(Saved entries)
-------

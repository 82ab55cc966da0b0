//! Header modes selectable per route.

use std::fmt;

use serde::{Deserialize, Serialize};

/// `X-XSS-Protection` mode.
#[derive(Debug, Clone, Copy, PartialEq, Eq, Deserialize, Serialize)]
#[serde(rename_all = "lowercase")]
pub enum XssMode {
    Omit,
    Off,
    On,
    Block,
}

impl XssMode {
    /// Header value, or `None` when the header is omitted.
    pub fn header_value(self) -> Option<&'static str> {
        match self {
            XssMode::Omit => None,
            XssMode::Off => Some("0"),
            XssMode::On => Some("1"),
            XssMode::Block => Some("1; mode=block"),
        }
    }
}

/// `X-Frame-Options` mode.
#[derive(Debug, Clone, Copy, PartialEq, Eq, Deserialize, Serialize)]
#[serde(rename_all = "lowercase")]
pub enum FrameMode {
    Omit,
    SameOrigin,
    Deny,
}

impl FrameMode {
    pub fn header_value(self) -> Option<&'static str> {
        match self {
            FrameMode::Omit => None,
            FrameMode::SameOrigin => Some("SAMEORIGIN"),
            FrameMode::Deny => Some("DENY"),
        }
    }
}

/// `Referrer-Policy` value.
#[derive(Debug, Clone, Copy, PartialEq, Eq, Deserialize, Serialize)]
#[serde(rename_all = "kebab-case")]
pub enum ReferrerPolicy {
    Omit,
    NoReferrer,
    NoReferrerWhenDowngrade,
    SameOrigin,
    Origin,
    StrictOrigin,
    OriginWhenCrossOrigin,
    StrictOriginWhenCrossOrigin,
    UnsafeUrl,
}

impl ReferrerPolicy {
    pub fn header_value(self) -> Option<&'static str> {
        Some(match self {
            ReferrerPolicy::Omit => return None,
            ReferrerPolicy::NoReferrer => "no-referrer",
            ReferrerPolicy::NoReferrerWhenDowngrade => "no-referrer-when-downgrade",
            ReferrerPolicy::SameOrigin => "same-origin",
            ReferrerPolicy::Origin => "origin",
            ReferrerPolicy::StrictOrigin => "strict-origin",
            ReferrerPolicy::OriginWhenCrossOrigin => "origin-when-cross-origin",
            ReferrerPolicy::StrictOriginWhenCrossOrigin => "strict-origin-when-cross-origin",
            ReferrerPolicy::UnsafeUrl => "unsafe-url",
        })
    }
}

impl fmt::Display for ReferrerPolicy {
    fn fmt(&self, f: &mut fmt::Formatter<'_>) -> fmt::Result {
        f.write_str(self.header_value().unwrap_or("omit"))
    }
}

#[cfg(test)]
mod tests {
    use super::*;

    #[derive(Deserialize)]
    struct Modes {
        xss: XssMode,
        frame: FrameMode,
        referrer: ReferrerPolicy,
    }

    #[test]
    fn parses_directive_names() {
        let m: Modes = toml::from_str(
            r#"
            xss = "block"
            frame = "sameorigin"
            referrer = "no-referrer-when-downgrade"
            "#,
        )
        .unwrap();
        assert_eq!(m.xss, XssMode::Block);
        assert_eq!(m.frame, FrameMode::SameOrigin);
        assert_eq!(m.referrer, ReferrerPolicy::NoReferrerWhenDowngrade);
    }

    #[test]
    fn rejects_unknown_mode() {
        let res: Result<Modes, _> = toml::from_str(
            r#"
            xss = "maybe"
            frame = "deny"
            referrer = "origin"
            "#,
        );
        assert!(res.is_err());
    }

    #[test]
    fn xss_header_values() {
        let cases = [
            (XssMode::Omit, None),
            (XssMode::Off, Some("0")),
            (XssMode::On, Some("1")),
            (XssMode::Block, Some("1; mode=block")),
        ];
        for (mode, expected) in cases {
            assert_eq!(mode.header_value(), expected, "{mode:?}");
        }
    }

    #[test]
    fn frame_header_values() {
        let cases = [
            (FrameMode::Omit, None),
            (FrameMode::SameOrigin, Some("SAMEORIGIN")),
            (FrameMode::Deny, Some("DENY")),
        ];
        for (mode, expected) in cases {
            assert_eq!(mode.header_value(), expected, "{mode:?}");
        }
    }

    #[test]
    fn referrer_header_values() {
        let cases = [
            (ReferrerPolicy::Omit, None),
            (ReferrerPolicy::NoReferrer, Some("no-referrer")),
            (ReferrerPolicy::NoReferrerWhenDowngrade, Some("no-referrer-when-downgrade")),
            (ReferrerPolicy::SameOrigin, Some("same-origin")),
            (ReferrerPolicy::Origin, Some("origin")),
            (ReferrerPolicy::StrictOrigin, Some("strict-origin")),
            (ReferrerPolicy::OriginWhenCrossOrigin, Some("origin-when-cross-origin")),
            (
                ReferrerPolicy::StrictOriginWhenCrossOrigin,
                Some("strict-origin-when-cross-origin"),
            ),
            (ReferrerPolicy::UnsafeUrl, Some("unsafe-url")),
        ];
        for (policy, expected) in cases {
            assert_eq!(policy.header_value(), expected, "{policy:?}");
            assert_eq!(policy.to_string(), expected.unwrap_or("omit"));
        }
    }
}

-------

Work required
Every record should be retyped so that it matches the original exactly.

Exercise result
repository 82ab55cc966da0b0
//! Header modes selectable per route.

use std::fmt;

use serde::{Deserialize, Serialize};

/// `X-XSS-Protection` mode.
#[derive(Debug, Clone, Copy, PartialEq, Eq, Deserialize, Serialize)]
#[serde(rename_all = "lowercase")]
pub enum XssMode {
    Omit,
    Off,
    On,
    Block,
}

impl XssMode {
    /// Header value, or `None` when the header is omitted.
    pub fn header_value(self) -> Option<&'static str> {
        match self {
            XssMode::Omit => None,
            XssMode::Off => Some("0"),
            XssMode::On => Some("1"),
            XssMode::Block => Some("1; mode=block"),
        }
    }
}

/// `X-Frame-Options` mode.
#[derive(Debug, Clone, Copy, PartialEq, Eq, Deserialize, Serialize)]
#[serde(rename_all = "lowercase")]
pub enum FrameMode {
    Omit,
    SameOrigin,
    Deny,
}

impl FrameMode {
    pub fn header_value(self) -> Option<&'static str> {
        match self {
            FrameMode::Omit => None,
            FrameMode::SameOrigin => Some("SAMEORIGIN"),
            FrameMode::Deny => Some("DENY"),
        }
    }
}

/// `Referrer-Policy` value.
#[derive(Debug, Clone, Copy, PartialEq, Eq, Deserialize, Serialize)]
#[serde(rename_all = "kebab-case")]
pub enum ReferrerPolicy {
    Omit,
    NoReferrer,
    NoReferrerWhenDowngrade,
    SameOrigin,
    Origin,
    StrictOrigin,
    OriginWhenCrossOrigin,
    StrictOriginWhenCrossOrigin,
    UnsafeUrl,
}

impl ReferrerPolicy {
    pub fn header_value(self) -> Option<&'static str> {
        Some(match self {
            ReferrerPolicy::Omit => return None,
            ReferrerPolicy::NoReferrer => "no-referrer",
            ReferrerPolicy::NoReferrerWhenDowngrade => "no-referrer-when-downgrade",
            ReferrerPolicy::SameOrigin => "same-origin",
            ReferrerPolicy::Origin => "origin",
            ReferrerPolicy::StrictOrigin => "strict-origin",
            ReferrerPolicy::OriginWhenCrossOrigin => "origin-when-cross-origin",
            ReferrerPolicy::StrictOriginWhenCrossOrigin => "strict-origin-when-cross-origin",
            ReferrerPolicy::UnsafeUrl => "unsafe-url",
        })
    }
}

impl fmt::Display for ReferrerPolicy {
    fn fmt(&self, f: &mut fmt::Formatter<'_>) -> fmt::Result {
        f.write_str(self.header_value().unwrap_or("omit"))
    }
}

#[cfg(test)]
mod tests {
    use super::*;

    #[derive(Deserialize)]
    struct Modes {
        xss: XssMode,
        frame: FrameMode,
        referrer: ReferrerPolicy,
    }

    #[test]
    fn parses_directive_names() {
        let m: Modes = toml::from_str(
            r#"
            xss = "block"
            frame = "sameorigin"
            referrer = "no-referrer-when-downgrade"
            "#,
        )
        .unwrap();
        assert_eq!(m.xss, XssMode::Block);
        assert_eq!(m.frame, FrameMode::SameOrigin);
        assert_eq!(m.referrer, ReferrerPolicy::NoReferrerWhenDowngrade);
    }

    #[test]
    fn rejects_unknown_mode() {
        let res: Result<Modes, _> = toml::from_str(
            r#"
            xss = "maybe"
            frame = "deny"
            referrer = "origin"
            "#,
        );
        assert!(res.is_err());
    }

    #[test]
    fn xss_header_values() {
        let cases = [
            (XssMode::Omit, None),
            (XssMode::Off, Some("0")),
            (XssMode::On, Some("1")),
            (XssMode::Block, Some("1; mode=block")),
        ];
        for (mode, expected) in cases {
            assert_eq!(mode.header_value(), expected, "{mode:?}");
        }
    }

    #[test]
    fn frame_header_values() {
        let cases = [
            (FrameMode::Omit, None),
            (FrameMode::SameOrigin, Some("SAMEORIGIN")),
            (FrameMode::Deny, Some("DENY")),
        ];
        for (mode, expected) in cases {
            assert_eq!(mode.header_value(), expected, "{mode:?}");
        }
    }

    #[test]
    fn referrer_header_values() {
        let cases = [
            (ReferrerPolicy::Omit, None),
            (ReferrerPolicy::NoReferrer, Some("no-referrer")),
            (ReferrerPolicy::NoReferrerWhenDowngrade, Some("no-referrer-when-downgrade")),
            (ReferrerPolicy::SameOrigin, Some("same-origin")),
            (ReferrerPolicy::Origin, Some("origin")),
            (ReferrerPolicy::StrictOrigin, Some("strict-origin")),
            (ReferrerPolicy::OriginWhenCrossOrigin, Some("origin-when-cross-origin")),
            (
                ReferrerPolicy::StrictOriginWhenCrossOrigin,
                Some("strict-origin-when-cross-origin"),
            ),
            (ReferrerPolicy::UnsafeUrl, Some("unsafe-url")),
        ];
        for (policy, expected) in cases {
            assert_eq!(policy.header_value(), expected, "{policy:?}");
            assert_eq!(policy.to_string(), expected.unwrap_or("omit"));
        }
    }
}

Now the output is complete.